# Sheepies on sikes?



## Blake R. (Mar 17, 2009)

Alright guys, I got married today. Staying at margaritaville, and the new Mrs loves sheepies. If they are biting I may be able to coerce her. Any insight?


----------



## Bigballer23 (Dec 23, 2012)

I've been catching them on cut bluegill at Bobsikes


----------



## PurpleNGold (Mar 15, 2011)

Bigballer23 said:


> I've been catching them on cut bluegill at Bobsikes



Damn, so that's a first for me.
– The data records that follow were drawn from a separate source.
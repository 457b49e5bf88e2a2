//! Runs the tester executable for one scenario and judges its exit status.

use super::config::ScenarioConfig;
use super::outcome::{Observation, ScenarioOutcome};
use crate::config::{ExpectationMode, HarnessConfig};
use crate::error::{HarnessError, Result};
use crate::sandbox::Sandbox;
use std::collections::BTreeMap;
use std::io::{self, Write};
use std::path::{Path, PathBuf};
use std::process::{Command, Stdio};
use std::sync::Mutex;
use std::thread;
use std::time::{Duration, Instant};
use tracing::{debug, info, warn};

const WATCHDOG_POLL: Duration = Duration::from_millis(10);

/// A finished tester process, not yet judged.
#[derive(Debug)]
pub struct Execution {
    args: Vec<String>,
    observed: Observation,
    elapsed: Duration,
}

/// Launches the tester executable.
///
/// Standard output and error are inherited, so the tester's own diagnostics
/// land next to the harness's.
pub struct ScenarioRunner {
    tester_bin: PathBuf,
    mode: ExpectationMode,
    watchdog: Option<Duration>,
    env: BTreeMap<String, String>,
    diagnostics: Mutex<Box<dyn Write + Send>>,
}

impl ScenarioRunner {
    /// Creates a runner for `tester_bin`. Failure logs go to stderr.
    pub fn new(tester_bin: impl Into<PathBuf>) -> Self {
        Self {
            tester_bin: tester_bin.into(),
            mode: ExpectationMode::default(),
            watchdog: None,
            env: BTreeMap::new(),
            diagnostics: Mutex::new(Box::new(io::stderr())),
        }
    }

    /// Creates a runner from the `[runner]` configuration.
    pub fn from_config(config: &HarnessConfig) -> Self {
        Self::new(&config.tester_bin)
            .with_mode(config.runner.expectation)
            .with_watchdog(config.runner.watchdog())
            .with_env(config.runner.env.clone())
    }

    pub fn with_mode(mut self, mode: ExpectationMode) -> Self {
        self.mode = mode;
        self
    }

    /// Kills the tester once `watchdog` elapses. `None` waits forever.
    pub fn with_watchdog(mut self, watchdog: Option<Duration>) -> Self {
        self.watchdog = watchdog;
        self
    }

    /// Extra environment for the tester process.
    pub fn with_env(mut self, env: BTreeMap<String, String>) -> Self {
        self.env = env;
        self
    }

    /// Where sandbox logs are dumped when a scenario fails.
    pub fn with_diagnostics(mut self, out: impl Write + Send + 'static) -> Self {
        self.diagnostics = Mutex::new(Box::new(out));
        self
    }

    pub fn tester_bin(&self) -> &Path {
        &self.tester_bin
    }

    pub fn mode(&self) -> ExpectationMode {
        self.mode
    }

    /// Runs the scenario, judges it, and removes its sandbox.
    pub fn run(&self, config: ScenarioConfig) -> Result<ScenarioOutcome> {
        self.run_with_hook(config, || {})
    }

    /// Like [`ScenarioRunner::run`], calling `on_launch` once the tester
    /// process exists.
    pub fn run_with_hook(
        &self,
        config: ScenarioConfig,
        on_launch: impl FnOnce(),
    ) -> Result<ScenarioOutcome> {
        let execution = self.execute(&config, on_launch);
        self.finish(config, execution)
    }

    /// Spawns the tester and blocks until it exits or the watchdog fires.
    pub fn execute(&self, config: &ScenarioConfig, on_launch: impl FnOnce()) -> Result<Execution> {
        let args = config.tester_args(self.mode)?;
        let rendered = args.to_strings();
        info!(scenario = config.name(), "Executing tester");
        debug!(
            command = %format!("{} {}", self.tester_bin.display(), rendered.join(" ")),
            "Materialized tester command"
        );

        let started = Instant::now();
        let mut child = Command::new(&self.tester_bin)
            .args(args.to_args())
            .envs(&self.env)
            .stdin(Stdio::null())
            .stdout(Stdio::inherit())
            .stderr(Stdio::inherit())
            .spawn()
            .map_err(|source| HarnessError::Spawn {
                program: self.tester_bin.clone(),
                source,
            })?;
        on_launch();

        let observed: Observation = match self.watchdog {
            None => child.wait()?.into(),
            Some(limit) => loop {
                if let Some(status) = child.try_wait()? {
                    break status.into();
                }
                if started.elapsed() >= limit {
                    warn!(scenario = config.name(), pid = child.id(), "Watchdog expired, killing tester");
                    let _ = child.kill();
                    child.wait()?;
                    break Observation::WatchdogExpired {
                        after_ms: limit.as_millis() as u64,
                    };
                }
                thread::sleep(WATCHDOG_POLL);
            },
        };

        Ok(Execution {
            args: rendered,
            observed,
            elapsed: started.elapsed(),
        })
    }

    /// Judges an execution, dumps logs on failure, and closes the sandbox.
    ///
    /// The sandbox is removed on every path, including when `execution`
    /// is an error.
    pub fn finish(&self, config: ScenarioConfig, execution: Result<Execution>) -> Result<ScenarioOutcome> {
        let name = config.name().to_string();
        let expected = config.expectation();
        let sandbox = config.into_sandbox();

        let outcome = execution.map(|execution| {
            let passed = expected.is_met(self.mode, &execution.observed);
            ScenarioOutcome {
                name,
                args: execution.args,
                expected,
                observed: execution.observed,
                elapsed_ms: execution.elapsed.as_millis() as u64,
                passed,
            }
        });

        if let Ok(outcome) = &outcome {
            if outcome.passed {
                info!(scenario = %outcome.name, observed = %outcome.observed, "Scenario passed");
            } else {
                warn!(
                    scenario = %outcome.name,
                    expected = %outcome.expected,
                    observed = %outcome.observed,
                    "Scenario failed, dumping tester logs"
                );
                self.dump(&sandbox);
            }
        }

        match sandbox.close() {
            Ok(()) => outcome,
            Err(e) if outcome.is_ok() => Err(e),
            Err(_) => outcome,
        }
    }

    fn dump(&self, sandbox: &Sandbox) {
        let mut out = match self.diagnostics.lock() {
            Ok(out) => out,
            Err(poisoned) => poisoned.into_inner(),
        };
        if let Err(e) = sandbox.dump_logs(&mut **out) {
            warn!(error = %e, "Failed to dump tester logs");
        }
        let _ = out.flush();
    }
}
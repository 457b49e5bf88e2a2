//! CLI commands.

use anyhow::{Context, Result};
use clientcfg_core::HarnessConfig;
use std::path::PathBuf;

pub mod args;
pub mod list;
pub mod run;

/// Options shared by every command.
pub struct GlobalOpts {
    pub config: PathBuf,
    pub build_dir: Option<PathBuf>,
    pub tester_bin: Option<PathBuf>,
    pub watchdog_secs: Option<u64>,
}

/// Loads the configuration file and applies command-line overrides.
pub fn load_config(opts: &GlobalOpts) -> Result<HarnessConfig> {
    let mut config = HarnessConfig::load(&opts.config)
        .with_context(|| format!("Failed to load {}", opts.config.display()))?;

    if let Some(dir) = &opts.build_dir {
        config.build_dir = dir.clone();
    }
    if let Some(bin) = &opts.tester_bin {
        config.tester_bin = bin.clone();
    }
    if opts.watchdog_secs.is_some() {
        config.runner.watchdog_secs = opts.watchdog_secs;
    }
    Ok(config)
}
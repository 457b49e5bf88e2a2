use clientcfg_core::{ClusterDescriptor, HarnessError, Result, Supervisor};
use std::fs;
use std::path::{Path, PathBuf};
use std::sync::{Arc, Mutex};
use std::time::Duration;

/// Ordered record of supervisor calls, shared across clusters
#[derive(Clone, Default)]
pub struct EventLog(Arc<Mutex<Vec<String>>>);

impl EventLog {
    pub fn record(&self, event: impl Into<String>) {
        self.0.lock().unwrap().push(event.into());
    }

    pub fn events(&self) -> Vec<String> {
        self.0.lock().unwrap().clone()
    }

    pub fn count(&self, prefix: &str) -> usize {
        self.events().iter().filter(|e| e.starts_with(prefix)).count()
    }
}

/// Supervisor that "runs" a cluster by announcing it in a registry directory
///
/// The fake tester treats `<registry>/<port>` as a live coordinator running
/// the release written in the file.
pub struct FakeSupervisor {
    registry: PathBuf,
    events: EventLog,
    ready: bool,
    announced: Vec<PathBuf>,
}

impl FakeSupervisor {
    pub fn new(registry: &Path, events: EventLog, ready: bool) -> Self {
        Self {
            registry: registry.to_path_buf(),
            events,
            ready,
            announced: Vec::new(),
        }
    }
}

impl Supervisor for FakeSupervisor {
    fn launch(&mut self, cluster: &ClusterDescriptor) -> Result<()> {
        if !self.announced.is_empty() {
            return Err(HarnessError::Supervisor("already launched".into()));
        }
        if !cluster.server_bin.is_file() {
            return Err(HarnessError::Supervisor(format!(
                "server binary {} missing",
                cluster.server_bin.display()
            )));
        }

        for port in &cluster.ports {
            let entry = self.registry.join(port.to_string());
            // Readers must never observe a partial entry.
            let staging = self.registry.join(format!(".{}.tmp", port));
            fs::write(&staging, cluster.version.to_string())?;
            fs::rename(&staging, &entry)?;
            self.announced.push(entry);
        }
        self.events.record(format!("launch {}", cluster.version));
        Ok(())
    }

    fn create_database(&mut self, cluster: &ClusterDescriptor, timeout: Duration) -> Result<()> {
        if self.ready {
            self.events.record("create");
            Ok(())
        } else {
            Err(HarnessError::ClusterNotReady {
                version: cluster.version,
                timeout_secs: timeout.as_secs(),
            })
        }
    }

    fn shutdown(&mut self) -> Result<()> {
        if self.announced.is_empty() {
            return Ok(());
        }
        for entry in self.announced.drain(..) {
            if entry.exists() {
                fs::remove_file(&entry)?;
            }
        }
        self.events.record("shutdown");
        Ok(())
    }
}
Sheepshead on cut u bluegill???


----------



## Bigballer23 (Dec 23, 2012)

Oh yeah they eat it up


----------



## Youngp (Jan 29, 2012)

Bigballer23 said:


> Oh yeah they eat it up


Are u sure? How do u cut teh baits? strips or big chunks?


----------



## Bigballer23 (Dec 23, 2012)

Strips... Carolina rig them next to the pylons


----------



## lucky (Mar 23, 2012)

Bigballer23 said:


> Strips... Carolina rig them next to the pylons


 
Troll lo lo lo lo....lo lo lo lo


----------



## Bigballer23 (Dec 23, 2012)

lucky said:


> Troll lo lo lo lo....lo lo lo lo


What? I speak American


----------



## southern yakker (Jun 25, 2012)

Bigballer23 said:


> What? I speak American


Wow this guy is a dumba$$ troll. I speak American too but my main language is English.


----------



## terpdoc (Jan 8, 2012)

Pinfish? Hmmm


----------



## jack2 (Mar 19, 2010)

you guys proly wont believe this but smash a beer bottle cap over the hook an drop it next to the piling. it's amazing how those sheepies go after it.

jack


----------



## Bigballer23 (Dec 23, 2012)

I'm old greg


----------



## Youngp (Jan 29, 2012)

Bigballer23 said:


> Strips... Carolina rig them next to the pylons


Thanks for quick response. I need to try it next time. What kind of hooks you normally use for Sheeppies? How big of a sinker?


----------